▸ What you will do
Below are some records. How many of their lines contain the string "order"? Give the number only.

▸ Given records
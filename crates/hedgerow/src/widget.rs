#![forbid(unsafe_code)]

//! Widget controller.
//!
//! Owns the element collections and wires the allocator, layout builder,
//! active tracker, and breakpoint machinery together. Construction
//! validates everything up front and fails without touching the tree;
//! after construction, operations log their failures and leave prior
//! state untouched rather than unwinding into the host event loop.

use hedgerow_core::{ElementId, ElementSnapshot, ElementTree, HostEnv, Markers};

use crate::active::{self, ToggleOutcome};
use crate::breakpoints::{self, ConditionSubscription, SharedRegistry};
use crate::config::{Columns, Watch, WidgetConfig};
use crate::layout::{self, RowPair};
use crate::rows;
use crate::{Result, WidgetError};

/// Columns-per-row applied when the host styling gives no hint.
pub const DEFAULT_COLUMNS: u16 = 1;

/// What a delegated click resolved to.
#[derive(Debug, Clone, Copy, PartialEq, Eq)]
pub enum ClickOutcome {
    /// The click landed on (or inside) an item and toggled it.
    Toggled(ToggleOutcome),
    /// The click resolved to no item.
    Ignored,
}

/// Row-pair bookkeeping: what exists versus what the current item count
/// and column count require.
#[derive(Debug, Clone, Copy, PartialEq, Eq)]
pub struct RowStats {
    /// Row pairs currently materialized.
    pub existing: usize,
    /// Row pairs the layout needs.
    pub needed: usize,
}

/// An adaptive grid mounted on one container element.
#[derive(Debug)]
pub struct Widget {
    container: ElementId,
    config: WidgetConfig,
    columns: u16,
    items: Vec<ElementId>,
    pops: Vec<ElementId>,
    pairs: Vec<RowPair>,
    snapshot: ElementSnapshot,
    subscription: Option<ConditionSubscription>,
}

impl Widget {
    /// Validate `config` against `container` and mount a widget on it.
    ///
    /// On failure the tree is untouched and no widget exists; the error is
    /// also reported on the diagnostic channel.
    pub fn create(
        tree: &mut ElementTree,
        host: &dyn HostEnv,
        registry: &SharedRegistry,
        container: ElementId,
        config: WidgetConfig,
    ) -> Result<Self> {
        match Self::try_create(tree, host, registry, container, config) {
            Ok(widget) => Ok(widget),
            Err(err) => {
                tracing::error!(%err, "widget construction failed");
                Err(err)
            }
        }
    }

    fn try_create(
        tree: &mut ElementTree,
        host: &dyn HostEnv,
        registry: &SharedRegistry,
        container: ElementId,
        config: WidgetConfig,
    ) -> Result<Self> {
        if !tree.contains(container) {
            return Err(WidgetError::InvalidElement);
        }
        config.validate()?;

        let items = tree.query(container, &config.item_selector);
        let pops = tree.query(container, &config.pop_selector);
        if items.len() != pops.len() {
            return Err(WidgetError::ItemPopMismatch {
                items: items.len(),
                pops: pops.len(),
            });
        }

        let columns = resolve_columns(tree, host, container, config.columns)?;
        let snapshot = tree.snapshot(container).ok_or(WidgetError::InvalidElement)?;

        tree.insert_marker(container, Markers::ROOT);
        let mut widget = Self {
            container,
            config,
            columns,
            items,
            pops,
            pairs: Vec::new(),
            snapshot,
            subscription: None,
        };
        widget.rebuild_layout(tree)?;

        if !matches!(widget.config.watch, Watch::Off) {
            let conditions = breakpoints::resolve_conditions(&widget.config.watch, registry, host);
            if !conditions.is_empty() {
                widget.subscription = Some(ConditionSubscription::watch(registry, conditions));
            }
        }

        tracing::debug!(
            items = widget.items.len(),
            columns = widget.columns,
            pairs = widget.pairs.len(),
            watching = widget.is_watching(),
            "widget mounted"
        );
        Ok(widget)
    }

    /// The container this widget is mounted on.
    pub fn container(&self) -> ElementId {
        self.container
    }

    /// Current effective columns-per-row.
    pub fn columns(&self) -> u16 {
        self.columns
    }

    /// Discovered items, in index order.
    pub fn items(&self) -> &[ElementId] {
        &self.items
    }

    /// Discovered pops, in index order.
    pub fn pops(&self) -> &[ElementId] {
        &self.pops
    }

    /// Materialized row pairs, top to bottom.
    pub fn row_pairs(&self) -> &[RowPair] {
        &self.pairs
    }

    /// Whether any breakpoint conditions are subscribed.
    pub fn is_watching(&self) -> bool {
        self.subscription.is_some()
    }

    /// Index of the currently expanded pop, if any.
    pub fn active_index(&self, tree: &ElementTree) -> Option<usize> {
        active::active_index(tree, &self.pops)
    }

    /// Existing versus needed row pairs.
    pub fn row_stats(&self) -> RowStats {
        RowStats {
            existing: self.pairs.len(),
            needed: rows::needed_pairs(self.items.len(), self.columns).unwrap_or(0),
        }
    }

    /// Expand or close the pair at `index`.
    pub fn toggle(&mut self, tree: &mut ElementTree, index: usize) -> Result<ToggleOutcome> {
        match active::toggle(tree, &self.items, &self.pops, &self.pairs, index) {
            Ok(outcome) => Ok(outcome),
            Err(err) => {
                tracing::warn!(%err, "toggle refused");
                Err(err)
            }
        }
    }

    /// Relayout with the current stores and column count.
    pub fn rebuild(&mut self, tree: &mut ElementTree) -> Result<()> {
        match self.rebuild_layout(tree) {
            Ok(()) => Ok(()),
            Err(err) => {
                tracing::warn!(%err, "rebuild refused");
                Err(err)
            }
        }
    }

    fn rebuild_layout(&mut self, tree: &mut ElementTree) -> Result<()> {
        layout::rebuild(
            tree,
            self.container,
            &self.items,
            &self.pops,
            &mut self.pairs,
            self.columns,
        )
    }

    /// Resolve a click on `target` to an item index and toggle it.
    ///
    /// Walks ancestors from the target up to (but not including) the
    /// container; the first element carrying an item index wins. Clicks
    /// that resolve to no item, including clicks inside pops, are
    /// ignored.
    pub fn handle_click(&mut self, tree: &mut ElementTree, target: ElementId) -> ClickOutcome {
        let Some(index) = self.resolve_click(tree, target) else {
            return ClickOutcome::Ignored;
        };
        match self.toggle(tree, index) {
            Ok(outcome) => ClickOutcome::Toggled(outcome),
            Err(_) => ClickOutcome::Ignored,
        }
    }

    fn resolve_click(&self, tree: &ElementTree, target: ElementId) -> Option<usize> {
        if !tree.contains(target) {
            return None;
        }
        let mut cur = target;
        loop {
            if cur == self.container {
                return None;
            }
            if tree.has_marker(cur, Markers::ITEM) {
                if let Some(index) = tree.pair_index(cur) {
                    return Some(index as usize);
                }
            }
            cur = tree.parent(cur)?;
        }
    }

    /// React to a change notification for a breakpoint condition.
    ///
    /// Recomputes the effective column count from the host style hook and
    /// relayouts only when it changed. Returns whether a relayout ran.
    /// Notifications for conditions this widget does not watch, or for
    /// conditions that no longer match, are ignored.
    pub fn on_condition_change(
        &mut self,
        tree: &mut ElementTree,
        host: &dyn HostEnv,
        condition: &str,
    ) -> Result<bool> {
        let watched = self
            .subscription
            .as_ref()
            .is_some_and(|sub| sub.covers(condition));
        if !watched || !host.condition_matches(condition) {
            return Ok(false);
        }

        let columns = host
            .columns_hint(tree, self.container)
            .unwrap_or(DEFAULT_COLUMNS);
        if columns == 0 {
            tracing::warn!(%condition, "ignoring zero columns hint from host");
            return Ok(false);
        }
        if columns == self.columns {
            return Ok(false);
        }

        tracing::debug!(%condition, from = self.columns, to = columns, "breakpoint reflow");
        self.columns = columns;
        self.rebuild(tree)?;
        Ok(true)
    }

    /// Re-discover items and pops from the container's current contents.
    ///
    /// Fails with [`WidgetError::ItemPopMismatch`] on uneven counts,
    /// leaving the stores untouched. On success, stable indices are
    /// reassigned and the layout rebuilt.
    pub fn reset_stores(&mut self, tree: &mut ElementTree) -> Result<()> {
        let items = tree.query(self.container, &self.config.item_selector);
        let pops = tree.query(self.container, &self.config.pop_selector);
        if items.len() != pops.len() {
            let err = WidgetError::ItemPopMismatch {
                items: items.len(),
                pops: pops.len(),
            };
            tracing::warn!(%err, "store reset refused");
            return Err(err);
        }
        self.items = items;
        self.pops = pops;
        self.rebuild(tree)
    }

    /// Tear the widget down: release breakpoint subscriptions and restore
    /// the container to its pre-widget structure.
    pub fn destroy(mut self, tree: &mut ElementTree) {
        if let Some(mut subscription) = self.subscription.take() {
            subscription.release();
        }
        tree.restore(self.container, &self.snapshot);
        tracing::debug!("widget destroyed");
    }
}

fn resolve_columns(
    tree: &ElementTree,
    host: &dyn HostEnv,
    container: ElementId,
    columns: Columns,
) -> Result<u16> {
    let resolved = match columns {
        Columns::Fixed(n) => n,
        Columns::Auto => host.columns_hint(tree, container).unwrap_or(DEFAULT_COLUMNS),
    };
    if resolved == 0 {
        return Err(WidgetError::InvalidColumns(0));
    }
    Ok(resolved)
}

...

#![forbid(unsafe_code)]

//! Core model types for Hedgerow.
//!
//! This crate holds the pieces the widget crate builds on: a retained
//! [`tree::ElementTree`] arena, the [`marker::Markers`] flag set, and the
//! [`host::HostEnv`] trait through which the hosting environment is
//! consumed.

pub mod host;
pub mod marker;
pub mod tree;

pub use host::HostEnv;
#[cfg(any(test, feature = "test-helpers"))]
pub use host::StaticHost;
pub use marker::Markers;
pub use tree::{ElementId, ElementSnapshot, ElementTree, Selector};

▸ Solution
2